(「日経ビジネス」<日経BP社/4月9日号>)
6月27日の東電株主総会をめぐり、「総括原価方式」の問題点を指摘する報道が数多く見られたが、まさにこの方式こそが、東電の企業体質を象徴的に示しており、それが一般企業といかにかけ離れた不合理なものかを端的に表している。
東電は同社HP上で、わざわざ「総括原価方式における事業報酬に関わる報道について」と題する告知を出し、「総括原価方式は、電力の安定供給のために経産省に認められた権利」ともいわんばかりの態度で、どうしてもこの方式を死守したい模様だ。だが、そもそも安定供給が崩れたいま、説得力に乏しい。

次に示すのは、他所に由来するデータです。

//! Transports feeding the sensor engine.
//!
//! - `mqtt`: line events and control commands in, sensor events out

pub mod mqtt;
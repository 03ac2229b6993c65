//! Sensor events published on the broker.

use super::Topics;
use crate::events::{EventPublisher, SensorEvent};
use log::{debug, warn};
use rumqttc::{AsyncClient, QoS};

/// Fire-and-forget publisher; events are queued on the client without waiting.
pub struct MqttPublisher {
    client: AsyncClient,
    topics: Topics,
}

impl MqttPublisher {
    pub fn new(client: AsyncClient, topics: Topics) -> Self {
        Self { client, topics }
    }
}

impl EventPublisher for MqttPublisher {
    fn publish(&self, event: &SensorEvent) {
        let topic = self.topics.sensor_event(event);
        let payload = match serde_json::to_string(event) {
            Ok(payload) => payload,
            Err(e) => {
                warn!("[MQTT] Failed to encode {}: {}", event.name(), e);
                return;
            }
        };

        debug!(
            "[MQTT] Publishing {} of {} to {}",
            event.name(),
            event.device_id(),
            topic
        );
        if let Err(e) = self
            .client
            .try_publish(&topic, QoS::AtLeastOnce, false, payload)
        {
            warn!(
                "[MQTT] Failed to publish {} for {}: {:?}",
                event.name(),
                event.sensor(),
                e
            );
        }
    }
}
use super::{GpioAttributes, GpioDevice, GpioLedger, GpioMode};
use crate::error::{Result, SensorsError};
use crate::persist::JsonFile;
use async_trait::async_trait;
use log::{debug, info};
use parking_lot::RwLock;
use serde::{Deserialize, Serialize};
use std::collections::{BTreeMap, BTreeSet};
use std::path::PathBuf;

#[derive(Debug, Default, Clone, Serialize, Deserialize)]
struct LedgerState {
    devices: BTreeMap<String, GpioDevice>,
}

impl LedgerState {
    fn device_on(&self, gpio: &str) -> Option<&GpioDevice> {
        self.devices.values().find(|device| device.gpio == gpio)
    }
}

/// Line ledger for one board, kept in process.
pub struct BoardLedger {
    lines: BTreeMap<String, u32>,
    driver_reserved: BTreeSet<String>,
    file: Option<JsonFile>,
    state: RwLock<LedgerState>,
}

impl BoardLedger {
    /// Ledger over the given line name to physical pin table.
    pub fn new(lines: BTreeMap<String, u32>) -> Self {
        Self {
            lines,
            driver_reserved: BTreeSet::new(),
            file: None,
            state: RwLock::new(LedgerState::default()),
        }
    }

    /// Mark lines as held by a kernel driver; they are never released.
    pub fn with_driver_reserved<I, S>(mut self, gpios: I) -> Self
    where
        I: IntoIterator<Item = S>,
        S: Into<String>,
    {
        self.driver_reserved = gpios.into_iter().map(Into::into).collect();
        self
    }

    /// Mirror allocations to a JSON file, loading existing ones.
    pub fn with_persistence(mut self, path: impl Into<PathBuf>) -> Self {
        let file = JsonFile::new(path);
        let state: LedgerState = file.load();
        info!("Gpio ledger holds {} allocation(s)", state.devices.len());
        *self.state.write() = state;
        self.file = Some(file);
        self
    }

    fn pin(&self, gpio: &str) -> Result<u32> {
        self.lines.get(gpio).copied().ok_or_else(|| {
            SensorsError::Ledger(format!("Gpio \"{}\" does not exist on this board", gpio))
        })
    }

    fn persist(&self, state: &LedgerState) -> Result<()> {
        match &self.file {
            Some(file) => file
                .save(state)
                .map_err(|e| SensorsError::Ledger(format!("failed to save ledger: {}", e))),
            None => Ok(()),
        }
    }

    fn insert(&self, state: &mut LedgerState, device: GpioDevice) -> Result<GpioDevice> {
        state.devices.insert(device.uuid.clone(), device.clone());
        if let Err(e) = self.persist(state) {
            state.devices.remove(&device.uuid);
            return Err(e);
        }
        debug!("Gpio {} assigned to {}", device.gpio, device.name);
        Ok(device)
    }
}

#[async_trait]
impl GpioLedger for BoardLedger {
    async fn reserve(&self, name: &str, gpio: &str, usage: &str) -> Result<GpioDevice> {
        let pin = self.pin(gpio)?;
        let mut state = self.state.write();
        if let Some(existing) = state.device_on(gpio) {
            if existing.usage.as_deref() == Some(usage) {
                return Ok(existing.clone());
            }
            return Err(SensorsError::Ledger(format!(
                "Gpio \"{}\" is already used by {}",
                gpio, existing.name
            )));
        }

        let device = GpioDevice {
            uuid: uuid::Uuid::new_v4().to_string(),
            name: name.to_string(),
            gpio: gpio.to_string(),
            pin,
            mode: GpioMode::Reserved,
            inverted: false,
            usage: Some(usage.to_string()),
        };
        self.insert(&mut state, device)
    }

    async fn allocate(
        &self,
        name: &str,
        gpio: &str,
        mode: GpioMode,
        inverted: bool,
    ) -> Result<GpioDevice> {
        let pin = self.pin(gpio)?;
        let mut state = self.state.write();
        if let Some(existing) = state.device_on(gpio) {
            return Err(SensorsError::Ledger(format!(
                "Gpio \"{}\" is already used by {}",
                gpio, existing.name
            )));
        }

        let device = GpioDevice {
            uuid: uuid::Uuid::new_v4().to_string(),
            name: name.to_string(),
            gpio: gpio.to_string(),
            pin,
            mode,
            inverted,
            usage: None,
        };
        self.insert(&mut state, device)
    }

    async fn release(&self, gpio_uuid: &str) -> Result<()> {
        let mut state = self.state.write();
        let Some(removed) = state.devices.remove(gpio_uuid) else {
            return Err(SensorsError::UnknownGpio(gpio_uuid.to_string()));
        };
        if let Err(e) = self.persist(&state) {
            state.devices.insert(removed.uuid.clone(), removed);
            return Err(e);
        }
        debug!("Gpio {} released", removed.gpio);
        Ok(())
    }

    async fn is_reserved(&self, gpio_uuid: &str) -> Result<bool> {
        let state = self.state.read();
        let device = state
            .devices
            .get(gpio_uuid)
            .ok_or_else(|| SensorsError::UnknownGpio(gpio_uuid.to_string()))?;
        Ok(self.driver_reserved.contains(&device.gpio))
    }

    async fn reconfigure(
        &self,
        gpio_uuid: &str,
        attributes: &GpioAttributes,
    ) -> Result<GpioDevice> {
        let mut state = self.state.write();
        let device = state
            .devices
            .get_mut(gpio_uuid)
            .ok_or_else(|| SensorsError::UnknownGpio(gpio_uuid.to_string()))?;
        let previous = device.clone();
        device.name = attributes.name.clone();
        device.inverted = attributes.inverted;
        let updated = device.clone();

        if let Err(e) = self.persist(&state) {
            state.devices.insert(previous.uuid.clone(), previous);
            return Err(e);
        }
        Ok(updated)
    }

    async fn assigned_gpios(&self) -> Result<BTreeSet<String>> {
        let state = self.state.read();
        Ok(state
            .devices
            .values()
            .map(|device| device.gpio.clone())
            .chain(self.driver_reserved.iter().cloned())
            .collect())
    }

    async fn available_gpios(&self) -> Result<BTreeMap<String, u32>> {
        Ok(self.lines.clone())
    }
}
use crate::catalog::{Catalog, ModifyOutcome, SearchKey};
use crate::error::{Result, SensorsError};
use crate::events::{EventPublisher, GpioEvent};
use crate::gpio::{GpioAttributes, GpioDevice, GpioLedger, GpioMode};
use crate::motion;
use crate::readers::ReadingBackends;
use crate::sensors::{GpioAssignment, SensorFamily, SensorRecord, now};
use crate::tasks::TaskSupervisor;
use log::{debug, error, info, warn};
use serde::Serialize;
use std::collections::{BTreeMap, BTreeSet};
use std::sync::Arc;
use tokio::sync::Mutex;

/// Ledger usage tag of the shared 1-wire bus line.
const ONEWIRE_USAGE: &str = "onewire";

/// Lines of the board as reported to clients.
#[derive(Debug, Clone, PartialEq, Eq, Serialize)]
pub struct ModuleConfig {
    pub raspi_gpios: BTreeMap<String, u32>,
    pub assigned_gpios: BTreeSet<String>,
}

pub struct Sensors {
    ledger: Arc<dyn GpioLedger>,
    catalog: Arc<dyn Catalog>,
    publisher: Arc<dyn EventPublisher>,
    backends: ReadingBackends,
    tasks: TaskSupervisor,
    /// Serialises add, update and delete
    control: Mutex<()>,
}
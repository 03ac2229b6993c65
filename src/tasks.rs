//! Polling task supervisor.
//!
//! One periodic task runs per sensor name. A 1-wire probe is polled on its
//! own; the temperature and humidity records of a DHT22 probe share a single
//! task since one command run yields both values. Motion sensors are event
//! driven and never get a task.

use crate::catalog::{Catalog, ModifyOutcome, SearchKey};
use crate::events::{EventPublisher, SensorEvent};
use crate::readers::{Reading, ReadingBackends};
use crate::sensors::{SensorFamily, SensorKind, SensorRecord, SensorSubtype, now};
use log::{debug, error, info, warn};
use parking_lot::Mutex;
use std::collections::HashMap;
use std::sync::Arc;
use std::time::Duration;
use tokio::task::JoinHandle;
use tokio::time::{Instant, MissedTickBehavior};
use tokio_util::sync::CancellationToken;

/// Records driven by one polling task.
#[derive(Debug, Clone, PartialEq, Eq)]
pub enum PollingUnit {
    Onewire {
        uuid: String,
    },
    /// Either half may be absent while the pair is incomplete
    Dht22 {
        temperature: Option<String>,
        humidity: Option<String>,
    },
}

/// Shared handles a tick needs.
#[derive(Clone)]
pub struct TickContext {
    pub catalog: Arc<dyn Catalog>,
    pub publisher: Arc<dyn EventPublisher>,
    pub backends: ReadingBackends,
}

impl PollingUnit {
    /// Read once, store what was read and publish one event per updated record.
    ///
    /// Returns the number of published events.
    pub async fn tick(&self, ctx: &TickContext) -> usize {
        match self {
            PollingUnit::Onewire { uuid } => {
                let Some(record) = ctx.catalog.get(uuid) else {
                    debug!("Sensor {} no longer exists, skipping read", uuid);
                    return 0;
                };
                let reading = ctx.backends.onewire.read(&record).await.into_reading();
                let published = store_temperature(ctx, uuid, &reading, false);
                if published == 0 {
                    warn!("No temperature read for sensor {}", record.name);
                }
                published
            }
            PollingUnit::Dht22 {
                temperature,
                humidity,
            } => {
                let temperature = temperature.as_deref().and_then(|uuid| ctx.catalog.get(uuid));
                let humidity = humidity.as_deref().and_then(|uuid| ctx.catalog.get(uuid));
                let Some(probe) = temperature.as_ref().or(humidity.as_ref()) else {
                    debug!("DHT22 sensor no longer exists, skipping read");
                    return 0;
                };

                let reading = ctx.backends.dht22.read(probe).await.into_reading();
                if reading.is_empty() {
                    warn!("No value read for DHT22 sensor {}", probe.name);
                    return 0;
                }
                let mut published = 0;
                if let Some(record) = &temperature {
                    published += store_temperature(ctx, &record.uuid, &reading, true);
                }
                if let Some(record) = &humidity {
                    published += store_humidity(ctx, &record.uuid, &reading);
                }
                published
            }
        }
    }
}
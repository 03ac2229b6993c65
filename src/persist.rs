//! JSON file mirroring for the in-process stores.
//!
//! Stores keep their state in memory and write the whole state back after
//! every mutation. A missing file means first run; an unparsable one is
//! moved aside to `<file>.corrupt` before starting empty.

use log::{error, info, warn};
use serde::Serialize;
use serde::de::DeserializeOwned;
use std::fs;
use std::path::PathBuf;

/// A JSON document on disk holding one store's full state.
#[derive(Debug, Clone)]
pub struct JsonFile {
    path: PathBuf,
}

impl JsonFile {
    pub fn new(path: impl Into<PathBuf>) -> Self {
        Self { path: path.into() }
    }

    fn corrupt_path(&self) -> PathBuf {
        let mut path = self.path.clone().into_os_string();
        path.push(".corrupt");
        PathBuf::from(path)
    }

    /// Load the stored state, falling back to the default when absent or unreadable.
    pub fn load<T: DeserializeOwned + Default>(&self) -> T {
        match fs::read(&self.path) {
            Ok(bytes) => match serde_json::from_slice::<T>(&bytes) {
                Ok(state) => {
                    info!("Loaded {:?}", self.path);
                    state
                }
                Err(e) => {
                    let aside = self.corrupt_path();
                    warn!("Failed to parse {:?}: {}, moving it to {:?}", self.path, e, aside);
                    if let Err(e) = fs::rename(&self.path, &aside) {
                        error!("Failed to move {:?} aside: {}", self.path, e);
                    }
                    T::default()
                }
            },
            Err(e) if e.kind() == std::io::ErrorKind::NotFound => {
                info!("No state found at {:?} (first run)", self.path);
                T::default()
            }
            Err(e) => {
                error!("Failed to read {:?}: {}", self.path, e);
                T::default()
            }
        }
    }

    pub fn save<T: Serialize>(&self, state: &T) -> Result<(), std::io::Error> {
        if let Some(parent) = self.path.parent() {
            fs::create_dir_all(parent)?;
        }
        let data = serde_json::to_vec_pretty(state)?;
        fs::write(&self.path, data)
    }
}

#[cfg(test)]
mod tests {
    use super::*;
    use std::collections::BTreeMap;
    use tempfile::TempDir;

    #[test]
    fn test_missing_file_is_default() {
        let dir = TempDir::new().unwrap();
        let file = JsonFile::new(dir.path().join("absent.json"));
        let state: BTreeMap<String, u32> = file.load();
        assert!(state.is_empty());
    }

    #[test]
    fn test_save_creates_parent_and_reloads() {
        let dir = TempDir::new().unwrap();
        let file = JsonFile::new(dir.path().join("nested/state.json"));
        let mut state = BTreeMap::new();
        state.insert("GPIO4".to_string(), 7u32);
        file.save(&state).unwrap();

        let loaded: BTreeMap<String, u32> = file.load();
        assert_eq!(loaded, state);
    }

    #[test]
    fn test_corrupt_file_is_moved_aside() {
        let dir = TempDir::new().unwrap();
        let path = dir.path().join("state.json");
        fs::write(&path, b"{not json").unwrap();
        let file = JsonFile::new(&path);
        let state: BTreeMap<String, u32> = file.load();
        assert!(state.is_empty());
        assert!(!path.exists());
        assert_eq!(
            fs::read(dir.path().join("state.json.corrupt")).unwrap(),
            b"{not json"
        );

        // Next save starts a fresh file and leaves the old content alone
        file.save(&BTreeMap::from([("GPIO4".to_string(), 7u32)])).unwrap();
        assert!(path.exists());
        assert!(dir.path().join("state.json.corrupt").exists());
    }
}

今回はおさらいの意味もかねて、この「総括原価方式」のカラクリと問題点をいま一度整理することを通じて、電力事業のあるべき姿を考えてみよう。
同じ民間企業でも異なる、「利益」の概念
企業の売価、原価、利益の関係を表す次の2つの計算式を見ていただきたい。一見すると大変シンプルで同じようにみえるが、2つの計算式には、その意味するところに決定的な違いがある。
(1)競争市場の場合:売価ー原価=利益
・売価:市場(相場)で決まるもの。
・原価:改善努力で下げるもの。
・利益:原価低減で儲けを出すもの。
※この場合、企業は少しでも多くの利益を出そうと、原価低減(コスト削減)に必死に努力する。
(2)独占市場の場合:売価=原価+利益
・売価:市場で決まるのでなく、原価と利益を単純に加算するもの。
・原価:下げるものでなく、計算するもの。
・利益:原価に上乗せするもの。
※この場合、利益はあらかじめ決められていて原価に上乗せするだけだから、企業は原価低減(コスト削減)の努力をしない。
トヨタ生産方式をはじめ、日本の多くの企業の考え方は、基本的に(1)である。企業が利益を出すには、売上高を増やすか、原価を下げるかどちらかしかない。売上高増大はその時々の市場動向に左右されやすいが、原価低減はムダをとことん省き、改善を地道に積み重ねれば、利益を出すことができる。原価低減による利益創出は、企業の改善努力によるものだ。